Voorzitter op vrijdag: "Inzetten op educatieve communicatie, digitalisering en alternatieve geschillenoplossing, daarin valt nog bijzonder veel te winnen"
- Verzoek tot herziening
- Art. 1132 Ger. W.
- Art. 1134 Ger. W.
De advocaat voert aan dat hij beschikt over ‘nieuwe’ en ‘ernstige bewijselementen’ op grond waarvan hij voorhoudt dat de uitspraak van 12 februari 2013 herzien zou moeten worden.
Het verzoek tot heropening:
De advocaat verstuurde per gewone post een verzoekschrift tot heropening van de debatten.
De tuchtraad van beroep stelt vast dat de in bijlage van het verzoekschrift aangevoerde stukken, geen stukken uitmaken van overwegend belang voor de te nemen beslissing in de voorliggende zaak gelet op de wijze waarop zij aanhangig is gemaakt door de advocaat, zoals hierna zal blijken.
Er is bijgevolg geen grond tot heropening.
De ingestelde procedure van ‘herziening’ – de nietigheid van het verzoekschrift
Het door de advocaat ingediende verzoekschrift beantwoordt niet aan de voorschriften van artikel 1134 van het Gerechtelijk Wetboek omdat het niet ondertekend is door drie advocaten waarvan er twee minstens twintig jaar bij de balie zijn ingeschreven. Het verzoekschrift is enkel door de advocaat zelf ondertekend. Voor zoveel als nodig wordt ook vastgesteld dat het verzoek evenmin werd betekend ‘met dagvaarding in de gewone vorm’, zoals artikel 1134 van het Gerechtelijk Wetboek ook voorschrijft.

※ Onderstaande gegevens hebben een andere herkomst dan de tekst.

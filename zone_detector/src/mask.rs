use image::{GrayImage, Luma};
use imageproc::contrast::{otsu_level, threshold, ThresholdType};
use imageproc::distance_transform::Norm;
use imageproc::filter::gaussian_blur_f32;
use imageproc::map::map_colors2;
use imageproc::morphology;
use pick_place_lib::{ColorRange, ObjectFilter};

use crate::HsvImage;

/// Value of a set pixel in every mask produced here.
pub const FOREGROUND: u8 = 255;

/// Sigma matching a 5x5 Gaussian kernel.
const SILHOUETTE_BLUR_SIGMA: f32 = 1.1;

fn binary(set: bool) -> Luma<u8> {
    Luma([if set { FOREGROUND } else { 0 }])
}

/// Pixels of `hsv` inside the inclusive color range.
pub fn in_range(hsv: &HsvImage, range: &ColorRange) -> GrayImage {
    GrayImage::from_fn(hsv.width(), hsv.height(), |x, y| {
        binary(range.contains(hsv.get(x, y)))
    })
}

/// Saturation/value band-pass over the `width` x `height` window at
/// (`x0`, `y0`).
pub fn band_pass(
    hsv: &HsvImage,
    filter: &ObjectFilter,
    x0: u32,
    y0: u32,
    width: u32,
    height: u32,
) -> GrayImage {
    GrayImage::from_fn(width, height, |x, y| {
        let [_, s, v] = hsv.get(x0 + x, y0 + y);
        binary(filter.saturation.contains(s) && filter.value.contains(v))
    })
}

/// 3x3 open then close: drops speckle, then fills pinholes.
pub fn remove_speckle(mask: &GrayImage) -> GrayImage {
    let opened = morphology::open(mask, Norm::LInf, 1);
    morphology::close(&opened, Norm::LInf, 1)
}

/// Dark-on-light silhouette: Gaussian blur, then inverted binary threshold at
/// the Otsu level. Returns the mask and the level used.
pub fn dark_silhouette(gray: &GrayImage) -> (GrayImage, u8) {
    let blurred = gaussian_blur_f32(gray, SILHOUETTE_BLUR_SIGMA);
    let level = otsu_level(&blurred);
    (threshold(&blurred, level, ThresholdType::BinaryInverted), level)
}

/// Pixel-wise AND of two masks of the same size.
pub fn intersect(a: &GrayImage, b: &GrayImage) -> GrayImage {
    map_colors2(a, b, |p, q| binary(p[0] > 0 && q[0] > 0))
}
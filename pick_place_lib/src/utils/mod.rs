pub mod tracing;

pub use tracing::*;
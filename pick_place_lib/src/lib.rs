//! # Pick Place Library
//!
//! Shared types and utilities for the vision-guided pick-and-place system.
//! This library is used by the perception crate and the arm controller.

pub mod types;
pub mod utils;

// Re-export everything for convenience
pub use types::*;
pub use utils::*;
use pick_place_lib::{CartesianGoal, ControllerConfig, Feedback, JointPose};
use serde::Serialize;
use std::sync::Arc;
use std::thread;
use tracing::{debug, info, warn};

use crate::{MotionError, MotionGateway};

/// Named joint-space poses of the scripted routine.
#[derive(Debug, Clone, Copy, PartialEq, Eq, Serialize)]
#[serde(rename_all = "snake_case")]
pub enum Waypoint {
    Home,
    AboveOrigin,
    PickPose,
    AboveTarget,
    PlacePose,
}

#[derive(Debug, Clone, Copy, PartialEq, Eq, Serialize)]
#[serde(rename_all = "snake_case")]
pub enum Step {
    Move(Waypoint),
    /// Optional vertical hop from measured feedback
    ZLift,
    GripClose,
    GripOpen,
}

/// Legs between the two Home terminals of a pick-and-place run.
pub const TRANSFER_SEQUENCE: [Step; 12] = [
    Step::Move(Waypoint::AboveOrigin),
    Step::ZLift,
    Step::Move(Waypoint::PickPose),
    Step::GripClose,
    Step::Move(Waypoint::AboveOrigin),
    Step::ZLift,
    Step::Move(Waypoint::AboveTarget),
    Step::ZLift,
    Step::Move(Waypoint::PlacePose),
    Step::GripOpen,
    Step::Move(Waypoint::AboveTarget),
    Step::ZLift,
];

#[derive(Debug, Clone, PartialEq)]
pub enum LiftOutcome {
    Disabled,
    Applied(CartesianGoal),
    /// Feedback was unusable or the hop itself failed; the sequence carries
    /// on from the last commanded pose.
    Skipped(String),
}

#[derive(Debug, Clone, Default, PartialEq, Eq, Serialize)]
pub struct PickPlaceReport {
    pub lifts_applied: u32,
    pub lifts_skipped: u32,
}

/// Deterministic joint-space pick-and-place with time-based settling.
pub struct PickPlaceController<G: MotionGateway> {
    arm: Arc<G>,
    config: ControllerConfig,
}

impl<G: MotionGateway> PickPlaceController<G> {
    pub fn new(arm: Arc<G>, config: ControllerConfig) -> Self {
        Self { arm, config }
    }

    /// Single move to the home pose followed by the settle pause.
    pub fn go_home(&self) -> Result<(), MotionError> {
        self.move_to(Waypoint::Home)
    }

    /// Home, run the transfer legs, return home.
    ///
    /// A failed mandatory step aborts the rest of the run and leaves the arm
    /// at its last successfully commanded pose.
    pub fn execute(&self) -> Result<PickPlaceReport, MotionError> {
        self.go_home()?;
        let report = self.transfer()?;
        self.go_home()?;
        Ok(report)
    }

    /// Pick at the origin and place at the target, without the Home legs.
    pub fn transfer(&self) -> Result<PickPlaceReport, MotionError> {
        let mut report = PickPlaceReport::default();

        for step in TRANSFER_SEQUENCE {
            debug!("Pick-place step: {:?}", step);
            match step {
                Step::Move(waypoint) => self.move_to(waypoint)?,
                Step::GripClose => self.grip(self.config.grip_closed_rad)?,
                Step::GripOpen => self.grip(self.config.grip_open_rad)?,
                Step::ZLift => match self.z_lift() {
                    LiftOutcome::Disabled => {}
                    LiftOutcome::Applied(_) => report.lifts_applied += 1,
                    LiftOutcome::Skipped(reason) => {
                        warn!("Z-lift skipped: {}", reason);
                        report.lifts_skipped += 1;
                    }
                },
            }
        }

        info!(
            "Transfer complete (lifts applied: {}, skipped: {})",
            report.lifts_applied, report.lifts_skipped
        );
        Ok(report)
    }

    /// Hop `z_lift_mm` up from the measured position, keeping x, y and the
    /// current orientation. Never fails the sequence.
    pub fn z_lift(&self) -> LiftOutcome {
        if self.config.z_lift_mm == 0.0 {
            return LiftOutcome::Disabled;
        }

        let snapshot = match self.arm.read_feedback() {
            Ok(Feedback::Present(s)) => s,
            Ok(Feedback::Absent) => return LiftOutcome::Skipped("no feedback".to_string()),
            Ok(Feedback::Malformed(reason)) => {
                return LiftOutcome::Skipped(format!("malformed feedback: {}", reason))
            }
            Err(e) => return LiftOutcome::Skipped(e.to_string()),
        };

        let goal = CartesianGoal::new(
            snapshot.x,
            snapshot.y,
            snapshot.z + self.config.z_lift_mm,
            snapshot.t,
        );
        if let Err(e) = self.arm.move_to_cartesian(goal, self.config.lift_speed) {
            return LiftOutcome::Skipped(e.to_string());
        }
        self.settle();
        LiftOutcome::Applied(goal)
    }

    fn pose(&self, waypoint: Waypoint) -> &JointPose {
        match waypoint {
            Waypoint::Home => &self.config.pose_home,
            Waypoint::AboveOrigin => &self.config.pose_above_origin,
            Waypoint::PickPose => &self.config.pose_pick_origin,
            Waypoint::AboveTarget => &self.config.pose_above_target,
            Waypoint::PlacePose => &self.config.pose_place_target,
        }
    }

    fn move_to(&self, waypoint: Waypoint) -> Result<(), MotionError> {
        self.arm.move_to_joint_pose(
            self.pose(waypoint),
            self.config.speed_deg_per_s,
            self.config.acc_deg_per_s2,
        )?;
        self.settle();
        Ok(())
    }

    fn grip(&self, angle: f64) -> Result<(), MotionError> {
        self.arm
            .set_gripper(angle, self.config.grip_speed, self.config.grip_acc)?;
        self.settle();
        Ok(())
    }

    fn settle(&self) {
        let pause = self.config.step_pause();
        if !pause.is_zero() {
            thread::sleep(pause);
        }
    }
}
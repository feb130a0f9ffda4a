use arm_controller::{
    apply_pending_keys, grab_frame, list_devices, scan_cameras, CameraSource, CycleOutcome,
    DirectorySource, FrameSource, FrameTipTracker, KeyCommand, ModeArbitrator, MotionGateway,
    RoArmClient, CAMERA_SCAN_LIMIT,
};
use clap::{Parser, ValueEnum};
use eyre::Result;
use pick_place_lib::{
    init_tracing, CameraSettings, ControlMode, JsonlTelemetry, MemoryTelemetry, Settings,
    TelemetrySink, DEFAULT_SETTINGS_PATH,
};
use std::fs;
use std::path::PathBuf;
use std::sync::mpsc::Receiver;
use std::sync::Arc;
use std::thread;
use std::time::Duration;
use tracing::{debug, error, info, warn};
use zone_detector::ZoneDetector;

const CAPTURE_RETRY_DELAY: Duration = Duration::from_millis(100);

#[derive(Parser)]
#[command(name = "arm_controller")]
#[command(about = "Vision-guided pick-and-place controller for a desktop arm")]
struct Cli {
    /// Settings file
    #[arg(short, long, env = "ARM_SETTINGS", default_value = DEFAULT_SETTINGS_PATH)]
    config: PathBuf,

    /// Replay frames from a directory instead of the camera
    #[arg(long)]
    frames: Option<PathBuf>,

    /// Keep telemetry in memory instead of appending to the log file
    #[arg(long)]
    dry_run: bool,

    /// Send the firmware init command before startup homing
    #[arg(long)]
    init: bool,

    /// Initial control mode
    #[arg(long, value_enum, default_value_t = ModeArg::Scripted)]
    mode: ModeArg,

    /// Check camera indices 0-5, report which ones deliver frames, and exit
    #[arg(long)]
    list_cameras: bool,

    /// With --list-cameras, save one PNG per working camera here
    #[arg(long, requires = "list_cameras")]
    snapshot_dir: Option<PathBuf>,
}

#[derive(Debug, Clone, Copy, PartialEq, Eq, ValueEnum)]
enum ModeArg {
    Scripted,
    VisualPush,
}

impl From<ModeArg> for ControlMode {
    fn from(mode: ModeArg) -> Self {
        match mode {
            ModeArg::Scripted => ControlMode::Scripted,
            ModeArg::VisualPush => ControlMode::VisualPush,
        }
    }
}

fn main() -> Result<()> {
    init_tracing()?;
    let cli = Cli::parse();

    if cli.list_cameras {
        return list_cameras(&cli);
    }

    info!("Starting arm controller");

    let settings = Settings::load_from_file(&cli.config)?;
    info!("Loaded settings from {}", cli.config.display());
    info!("  Arm endpoint: {}", settings.arm.ip);
    info!(
        "  Z-lift: {} mm, step pause: {} ms",
        settings.controller.z_lift_mm, settings.controller.step_pause_ms
    );
    info!(
        "  Visual push: safe_z={} gain={} max_step={} tol={}px steps={}x{}px",
        settings.visual_push.safe_z,
        settings.visual_push.gain_xy,
        settings.visual_push.max_step_mm,
        settings.visual_push.align_tolerance_px,
        settings.visual_push.push_steps,
        settings.visual_push.push_step_px
    );

    let arm = Arc::new(RoArmClient::new(&settings.arm)?);

    let telemetry: Arc<dyn TelemetrySink> = if cli.dry_run {
        info!("Dry run: telemetry kept in memory");
        Arc::new(MemoryTelemetry::new())
    } else {
        info!("Telemetry log: {}", settings.telemetry.path.display());
        Arc::new(JsonlTelemetry::open(&settings.telemetry.path)?)
    };

    if cli.init {
        info!("Sending init command to {}", arm.endpoint());
        if let Err(e) = arm.initialize() {
            warn!("Init command failed: {}", e);
        }
    }

    let arbitrator = ModeArbitrator::new(
        arm,
        settings.controller.clone(),
        settings.visual_push.clone(),
        cli.mode.into(),
        telemetry,
    );

    if !arbitrator.startup() {
        warn!("Running in detection-only mode");
    }

    let detector = ZoneDetector::new(settings.vision.clone());
    let mut source: Box<dyn FrameSource> = match &cli.frames {
        Some(dir) => Box::new(DirectorySource::open(dir)?),
        None => Box::new(CameraSource::open(&settings.camera)?),
    };

    let keys = arm_controller::spawn_stdin_listener();
    info!("Keys: m = toggle mode, h = home, q = quit (Enter after each)");
    info!("Control mode: {}", arbitrator.state().mode());

    run_loop(&arbitrator, &detector, source.as_mut(), &keys);

    info!("Arm controller shutting down");
    Ok(())
}

fn list_cameras(cli: &Cli) -> Result<()> {
    let camera = match Settings::load_from_file(&cli.config) {
        Ok(settings) => settings.camera,
        Err(e) => {
            debug!("Using default camera size: {}", e);
            CameraSettings::default()
        }
    };

    match list_devices() {
        Ok(devices) if devices.is_empty() => info!("Backend reports no capture devices"),
        Ok(devices) => {
            for device in devices {
                info!("Device: {}", device);
            }
        }
        Err(e) => warn!("{}", e),
    }

    if let Some(dir) = &cli.snapshot_dir {
        fs::create_dir_all(dir)?;
    }

    info!("Scanning camera indices 0-{}", CAMERA_SCAN_LIMIT - 1);
    let scans = scan_cameras(CAMERA_SCAN_LIMIT, |index| {
        let frame = grab_frame(index, &camera)?;
        if let Some(dir) = &cli.snapshot_dir {
            let path = dir.join(format!("camera_{}.png", index));
            match frame.save(&path) {
                Ok(()) => info!("Saved snapshot {}", path.display()),
                Err(e) => warn!("Failed to save {}: {}", path.display(), e),
            }
        }
        Ok(frame)
    });

    let available = scans.iter().filter(|scan| scan.available()).count();
    info!("{} of {} camera indices available", available, scans.len());
    Ok(())
}

fn run_loop<G: MotionGateway>(
    arbitrator: &ModeArbitrator<G>,
    detector: &ZoneDetector,
    source: &mut dyn FrameSource,
    keys: &Receiver<KeyCommand>,
) {
    let mut frame_count: u64 = 0;

    loop {
        if !apply_pending_keys(arbitrator, keys) {
            break;
        }

        let frame = match source.next_frame() {
            Ok(Some(frame)) => frame,
            Ok(None) => {
                info!("Frame source exhausted after {} frames", frame_count);
                break;
            }
            Err(e) => {
                error!("Frame capture failed: {}", e);
                thread::sleep(CAPTURE_RETRY_DELAY);
                continue;
            }
        };
        frame_count += 1;

        let detections = detector.analyze(&frame);
        let mut tracker = FrameTipTracker::new(&mut *source, detector);

        match arbitrator.on_frame(&detections, &mut tracker) {
            CycleOutcome::Completed(mode) => info!("{} routine finished", mode),
            CycleOutcome::Abandoned(mode) => warn!("{} routine abandoned", mode),
            CycleOutcome::Failed(mode) => warn!("{} routine failed, back to idle", mode),
            outcome => debug!("Frame {}: {:?}", frame_count, outcome),
        }
    }
}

De regels inzake de organisatie van de balie en van de regels inzake tucht maken deel uit van het Gerechtelijk Wetboek en ook de tuchtprocedure wordt daarin geregeld. De regels van het strafrecht of het strafprocesrecht zijn niet van toepassing (E. JANSSENS en L. KENIS, Tuchtprocedure en tuchtrechtspraak van de Vlaamse tuchtraden voor advocaten 2007-2012, Advocatencahier deontologie, OVB, 2013, p. 29, randnr. 39; J. STEVENS, Advocatuur – Regels en deontologie, Wolters-Kluwer, 2015, p. 1229, randnr. 1494).
Voor zoveel als nodig verwijst de Tuchtraad van beroep naar een beslissing van de tuchtraad van de toenmalige unitaire Brusselse Raad van de Orde van advocaten, die stelde dat het recht van de advocaat om herziening te eisen stamt uit een dwingende vereiste van zowel het natuurrecht als de billijkheid (tuchtbeslissing van 8 juli 1952, J.T., 1952, p. 612).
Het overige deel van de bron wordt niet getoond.